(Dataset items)
########
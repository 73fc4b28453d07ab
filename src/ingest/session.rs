// src/ingest/session.rs
//! Capture session: the caller's request, the validated run-scoped session, and the
//! status/report the running pipeline publishes back.

use std::time::Duration;

use chrono::{DateTime, Utc};
use serde::{Deserialize, Serialize};
use tokio::sync::watch;
use tokio::task::{JoinError, JoinHandle};

use crate::store::{validate_collection, Store, StoreError};

/// Durations a caller may pick, in minutes.
pub const ALLOWED_DURATIONS_MIN: [u64; 3] = [1, 5, 10];
pub const MAX_COLLECTION_CHARS: usize = 15;

#[derive(Debug, thiserror::Error)]
pub enum RequestError {
    #[error("collection name must be 1-{MAX_COLLECTION_CHARS} chars of letters, digits, '_' or '-'")]
    InvalidCollection(String),

    #[error("at least one keyword is required")]
    NoKeywords,

    #[error("duration must be one of 1, 5 or 10 minutes (got {0})")]
    InvalidDuration(u64),

    #[error("collection {0:?} already exists; confirm to append to it")]
    CollectionExists(String),

    #[error(transparent)]
    Store(#[from] StoreError),
}

/// What a caller (UI form, CLI, HTTP) submits to start a capture.
#[derive(Debug, Clone, Serialize, Deserialize)]
pub struct SessionRequest {
    pub collection: String,
    /// Comma-separated keyword phrases.
    pub keywords: String,
    pub duration_minutes: u64,
    #[serde(default)]
    pub confirm_existing: bool,
}

impl SessionRequest {
    /// Shape checks only; see [`SessionRequest::admit`] for the store check.
    pub fn validate(&self) -> Result<StreamSession, RequestError> {
        let collection = self.collection.trim();
        if collection.chars().count() > MAX_COLLECTION_CHARS || validate_collection(collection).is_err() {
            return Err(RequestError::InvalidCollection(collection.to_string()));
        }

        let keywords = split_keywords(&self.keywords);
        if keywords.is_empty() {
            return Err(RequestError::NoKeywords);
        }

        if !ALLOWED_DURATIONS_MIN.contains(&self.duration_minutes) {
            return Err(RequestError::InvalidDuration(self.duration_minutes));
        }

        Ok(StreamSession::new(
            collection,
            keywords,
            Duration::from_secs(self.duration_minutes * 60),
        ))
    }

    /// Validate, then refuse to append into an existing collection unless confirmed.
    pub async fn admit(&self, store: &dyn Store) -> Result<StreamSession, RequestError> {
        let session = self.validate()?;
        let existing = store.list_collections().await?;
        if existing.contains(&session.collection) && !self.confirm_existing {
            return Err(RequestError::CollectionExists(session.collection));
        }
        Ok(session)
    }
}

/// Comma-separated phrases, trimmed, empties removed, order kept.
pub fn split_keywords(raw: &str) -> Vec<String> {
    raw.split(',')
        .map(str::trim)
        .filter(|k| !k.is_empty())
        .map(str::to_string)
        .collect()
}

/// Run-scoped session state. Never persisted.
#[derive(Debug, Clone, PartialEq, Eq)]
pub struct StreamSession {
    pub collection: String,
    pub keywords: Vec<String>,
    pub budget: Duration,
}

impl StreamSession {
    pub fn new(collection: impl Into<String>, keywords: Vec<String>, budget: Duration) -> Self {
        Self {
            collection: collection.into(),
            keywords,
            budget,
        }
    }
}

#[derive(Debug, Clone, Copy, PartialEq, Eq, Serialize, Deserialize)]
#[serde(rename_all = "lowercase")]
pub enum PipelineState {
    Idle,
    Connecting,
    Streaming,
    Backoff,
    Draining,
    Closed,
}

/// Live snapshot published on the session's watch channel.
#[derive(Debug, Clone, PartialEq, Serialize)]
pub struct SessionStatus {
    pub state: PipelineState,
    /// Wall-clock share of the duration budget elapsed, 0..=100.
    pub percent: u8,
    pub received: u64,
    pub persisted: u64,
}

impl SessionStatus {
    pub fn idle() -> Self {
        Self {
            state: PipelineState::Idle,
            percent: 0,
            received: 0,
            persisted: 0,
        }
    }
}

pub fn percent_elapsed(elapsed: Duration, budget: Duration) -> u8 {
    if budget.is_zero() {
        return 100;
    }
    let pct = elapsed.as_secs_f64() / budget.as_secs_f64() * 100.0;
    pct.clamp(0.0, 100.0) as u8
}

#[derive(Debug, Clone, Default, PartialEq, Eq, Serialize)]
pub struct DropCounts {
    pub repost: u64,
    pub malformed: u64,
    pub unmatched: u64,
    pub classify_failed: u64,
}

/// Final account of a session.
#[derive(Debug, Clone, PartialEq, Serialize)]
pub struct SessionReport {
    pub collection: String,
    pub started_at: DateTime<Utc>,
    pub elapsed_ms: u64,
    pub received: u64,
    pub persisted: u64,
    pub dropped: DropCounts,
    pub store_errors: u64,
    pub transport_errors: u64,
    pub rate_limit_pauses: u64,
    /// The transport terminated before the duration budget elapsed.
    pub ended_early: bool,
    pub final_state: PipelineState,
}

impl SessionReport {
    pub fn new(collection: &str) -> Self {
        Self {
            collection: collection.to_string(),
            started_at: Utc::now(),
            elapsed_ms: 0,
            received: 0,
            persisted: 0,
            dropped: DropCounts::default(),
            store_errors: 0,
            transport_errors: 0,
            rate_limit_pauses: 0,
            ended_early: false,
            final_state: PipelineState::Idle,
        }
    }
}

/// Returned to the caller once the session task is running.
pub struct SessionHandle {
    pub status: watch::Receiver<SessionStatus>,
    pub join: JoinHandle<SessionReport>,
}

impl SessionHandle {
    pub async fn wait(self) -> Result<SessionReport, JoinError> {
        self.join.await
    }
}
########
Quote, word for word, every line from the top of the entries through the line that holds "use std::time::Duration;".

repository 73fc4b28453d07ab
filename src/ingest/session.rs
// src/ingest/session.rs
//! Capture session: the caller's request, the validated run-scoped session, and the
//! status/report the running pipeline publishes back.

use std::time::Duration;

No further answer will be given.